(Data for the task Opens)
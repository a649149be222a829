//! Intake and dispatch.
//!
//! Three background loops drive the pipeline: the intake loop consumes task
//! records into the pending set (committing offsets only once a task is
//! safely pending), the dispatch loop asks the scheduler for one executable
//! task per tick and spawns its execution, and the stats loop periodically
//! logs cluster utilisation.

use std::sync::Arc;
use std::time::{Duration, Instant};

use parking_lot::Mutex;
use tokio::task::JoinSet;
use tokio_util::sync::CancellationToken;
use tracing::{debug, error, info, warn};

use crate::config::SchedulerConfig;
use crate::crawler::{Crawler, ResultPageBuilder};
use crate::database::repositories::JobRepository;
use crate::jobs::{LiveStatus, LiveStatusCache};
use crate::scheduler::{PrioritizedTask, TaskScheduler, UserResourceLimiter, WorkerResourceMonitor};
use crate::transport::{Delivery, TaskConsumer, TaskMessage};
use crate::Result;

/// Runs the intake, dispatch and stats loops and drives job execution.
pub struct DispatchService {
    scheduler: Arc<TaskScheduler>,
    consumer: Arc<dyn TaskConsumer>,
    repository: Arc<dyn JobRepository>,
    live_status: Arc<LiveStatusCache>,
    monitor: Arc<WorkerResourceMonitor>,
    limiter: Arc<UserResourceLimiter>,
    crawler: Arc<dyn Crawler>,
    config: SchedulerConfig,
    cancellation: CancellationToken,
    loops: Mutex<Option<JoinSet<()>>>,
}

impl DispatchService {
    #[allow(clippy::too_many_arguments)]
    pub fn new(
        scheduler: Arc<TaskScheduler>,
        consumer: Arc<dyn TaskConsumer>,
        repository: Arc<dyn JobRepository>,
        live_status: Arc<LiveStatusCache>,
        monitor: Arc<WorkerResourceMonitor>,
        limiter: Arc<UserResourceLimiter>,
        crawler: Arc<dyn Crawler>,
        config: SchedulerConfig,
    ) -> Self {
        Self {
            scheduler,
            consumer,
            repository,
            live_status,
            monitor,
            limiter,
            crawler,
            config,
            cancellation: CancellationToken::new(),
            loops: Mutex::new(Some(JoinSet::new())),
        }
    }

    /// Spawn the background loops.
    pub fn start(self: &Arc<Self>) {
        info!(
            dispatch_interval_ms = self.config.dispatch_interval_ms,
            "Starting dispatch service"
        );

        let mut loops = self.loops.lock();
        if let Some(join_set) = loops.as_mut() {
            let service = self.clone();
            join_set.spawn(async move { service.intake_loop().await });

            let service = self.clone();
            join_set.spawn(async move { service.dispatch_loop().await });

            let service = self.clone();
            join_set.spawn(async move { service.stats_loop().await });
        }
    }

    /// Cancel the loops and wait for them to finish. In-flight crawls run
    /// to completion on their own tasks.
    pub async fn stop(&self) {
        info!("Stopping dispatch service");
        self.cancellation.cancel();

        let join_set = {
            let mut loops = self.loops.lock();
            loops.take()
        };
        if let Some(mut join_set) = join_set {
            while join_set.join_next().await.is_some() {}
        }
        info!("Dispatch service stopped");
    }

    async fn intake_loop(&self) {
        loop {
            tokio::select! {
                _ = self.cancellation.cancelled() => break,
                delivery = self.consumer.recv() => {
                    match delivery {
                        Ok(delivery) => self.handle_delivery(delivery).await,
                        Err(e) => {
                            error!("Transport receive failed: {e}");
                            tokio::time::sleep(Duration::from_millis(500)).await;
                        }
                    }
                }
            }
        }
        debug!("Intake loop shut down");
    }

    /// Intake one task record.
    ///
    /// Malformed records are committed so they cannot wedge the partition;
    /// a failure before the task reaches the pending set releases the
    /// delivery for redelivery.
    async fn handle_delivery(&self, delivery: Delivery) {
        debug!(
            partition = delivery.partition,
            offset = delivery.offset,
            "Received task record"
        );

        let message = match TaskMessage::from_json(&delivery.payload) {
            Ok(message) if !message.job_id.is_empty() && !message.urls.is_empty() => message,
            Ok(_) => {
                error!(
                    partition = delivery.partition,
                    offset = delivery.offset,
                    "Invalid task record (missing job id or urls); skipping"
                );
                self.commit(&delivery).await;
                return;
            }
            Err(e) => {
                error!(
                    partition = delivery.partition,
                    offset = delivery.offset,
                    "Malformed task record; skipping: {e}"
                );
                self.commit(&delivery).await;
                return;
            }
        };

        match self
            .scheduler
            .add_task(&message.job_id, message.user_id.clone(), message.urls)
            .await
        {
            Ok(()) => {
                info!(
                    job_id = %message.job_id,
                    "Task admitted to pending set"
                );
                self.commit(&delivery).await;
            }
            Err(e) => {
                error!(
                    job_id = %message.job_id,
                    "Failed to admit task; releasing for redelivery: {e}"
                );
                if let Err(e) = self
                    .consumer
                    .release(delivery.partition, delivery.offset)
                    .await
                {
                    error!("Failed to release delivery: {e}");
                }
            }
        }
    }

    async fn commit(&self, delivery: &Delivery) {
        if let Err(e) = self.consumer.commit(delivery.partition, delivery.offset).await {
            error!(
                partition = delivery.partition,
                offset = delivery.offset,
                "Failed to commit offset: {e}"
            );
        }
    }

    async fn dispatch_loop(self: &Arc<Self>) {
        let interval = Duration::from_millis(self.config.dispatch_interval_ms);
        loop {
            tokio::select! {
                _ = self.cancellation.cancelled() => break,
                _ = tokio::time::sleep(interval) => {}
            }
            self.dispatch_tick().await;
        }
        debug!("Dispatch loop shut down");
    }

    /// One tick: pick the next executable task and spawn its execution.
    /// Errors never propagate out of the tick.
    async fn dispatch_tick(self: &Arc<Self>) {
        match self.scheduler.next_executable().await {
            Ok(Some((task, urls))) => {
                info!(
                    job_id = %task.job_id,
                    score = task.priority_score,
                    threads = task.estimate.estimated_threads,
                    "Dispatching task"
                );
                let service = self.clone();
                tokio::spawn(async move { service.execute_job(task, urls).await });
            }
            Ok(None) => {}
            Err(e) => error!("Dispatch tick failed: {e}"),
        }
    }

    async fn stats_loop(&self) {
        let interval = Duration::from_millis(self.config.stats_interval_ms);
        loop {
            tokio::select! {
                _ = self.cancellation.cancelled() => break,
                _ = tokio::time::sleep(interval) => {}
            }
            if let Err(e) = self.monitor.log_utilization().await {
                error!("Failed to read resource status: {e}");
            }
        }
        debug!("Stats loop shut down");
    }

    /// Execute one dispatched job end to end.
    ///
    /// Ledger credits are registered before and released after the crawl;
    /// any driver failure marks the job FAILED and still releases them.
    async fn execute_job(&self, task: PrioritizedTask, urls: Vec<String>) {
        let job_id = task.job_id.as_str();
        let user_id = task.user_id.as_deref();
        let threads = task.estimate.estimated_threads;

        if let Err(e) = self.monitor.register_job_start(job_id, threads).await {
            error!(job_id, "Failed to register job start in ledger: {e}");
        }
        if let Err(e) = self.limiter.record_start(user_id, threads).await {
            error!(job_id, "Failed to record user resource usage: {e}");
        }

        let started = Instant::now();
        if let Err(e) = self.drive_crawl(job_id, &urls, started).await {
            error!(job_id, "Job driver failed: {e}");
            self.finish_failed(job_id).await;
        }

        if let Err(e) = self.monitor.register_job_complete(job_id, threads).await {
            error!(job_id, "Failed to release ledger credits: {e}");
        }
        if let Err(e) = self.limiter.release(user_id, threads).await {
            error!(job_id, "Failed to release user resources: {e}");
        }
        self.scheduler.remove_task(job_id);
    }

    /// Crawl every URL, stream progress through the live cache, and write
    /// the terminal SUCCEEDED row. Per-URL failures are counted, not raised.
    async fn drive_crawl(&self, job_id: &str, urls: &[String], started: Instant) -> Result<()> {
        let total = urls.len();
        info!(job_id, urls = total, "Processing crawl job");

        self.repository.mark_job_started(job_id).await?;
        self.update_live_status(job_id, total as i64, 0, 0, "Starting to crawl...")
            .await;

        let mut report = ResultPageBuilder::new(total);
        for (index, url) in urls.iter().enumerate() {
            let message = format!(
                "Crawling {}/{} URLs... (Current: {})",
                index + 1,
                total,
                url
            );
            self.update_live_status(
                job_id,
                total as i64,
                report.succeeded() as i64,
                report.failed() as i64,
                &message,
            )
            .await;

            match self.crawler.fetch(url).await {
                Ok(content) => {
                    debug!(job_id, url, "Crawled URL");
                    report.push_success(url, &content);
                }
                Err(e) => {
                    warn!(job_id, url, "Failed to crawl URL: {e}");
                    report.push_failure(url, &e.to_string());
                }
            }
        }

        let succeeded = report.succeeded() as i64;
        let failed = report.failed() as i64;
        let html = report.finish();
        let execution_time_ms = started.elapsed().as_millis() as i64;

        let updated = self
            .repository
            .complete_job(job_id, succeeded, failed, &html, execution_time_ms)
            .await?;
        if updated == 0 {
            warn!(job_id, "Job was already terminal; completion skipped");
        } else {
            info!(
                job_id,
                succeeded, failed, execution_time_ms, "Job completed"
            );
        }

        self.clear_live_status(job_id).await;
        Ok(())
    }

    /// Terminal FAILED write plus live-status cleanup.
    async fn finish_failed(&self, job_id: &str) {
        match self.repository.fail_job(job_id).await {
            Ok(0) => warn!(job_id, "Job was already terminal; failure skipped"),
            Ok(_) => warn!(job_id, "Job marked FAILED"),
            Err(e) => error!(job_id, "Failed to mark job FAILED: {e}"),
        }
        self.clear_live_status(job_id).await;
    }

    async fn update_live_status(
        &self,
        job_id: &str,
        urls_submitted: i64,
        urls_succeeded: i64,
        urls_failed: i64,
        message: &str,
    ) {
        let status = LiveStatus::running(message, urls_submitted, urls_succeeded, urls_failed);
        if let Err(e) = self.live_status.write(job_id, &status).await {
            warn!(job_id, "Failed to update live status: {e}");
        }
    }

    async fn clear_live_status(&self, job_id: &str) {
        if let Err(e) = self.live_status.clear(job_id).await {
            warn!(job_id, "Failed to clear live status: {e}");
        }
    }
}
(Data for the task Closes)
◆ Task details ◆
Going down from the first line of the entries above, restate each line word for word until the line holding "logs cluster utilisation." is done.

◆ Reply ◆
repository a649149be222a829
//! Intake and dispatch.
//!
//! Three background loops drive the pipeline: the intake loop consumes task
//! records into the pending set (committing offsets only once a task is
//! safely pending), the dispatch loop asks the scheduler for one executable
//! task per tick and spawns its execution, and the stats loop periodically
//! logs cluster utilisation.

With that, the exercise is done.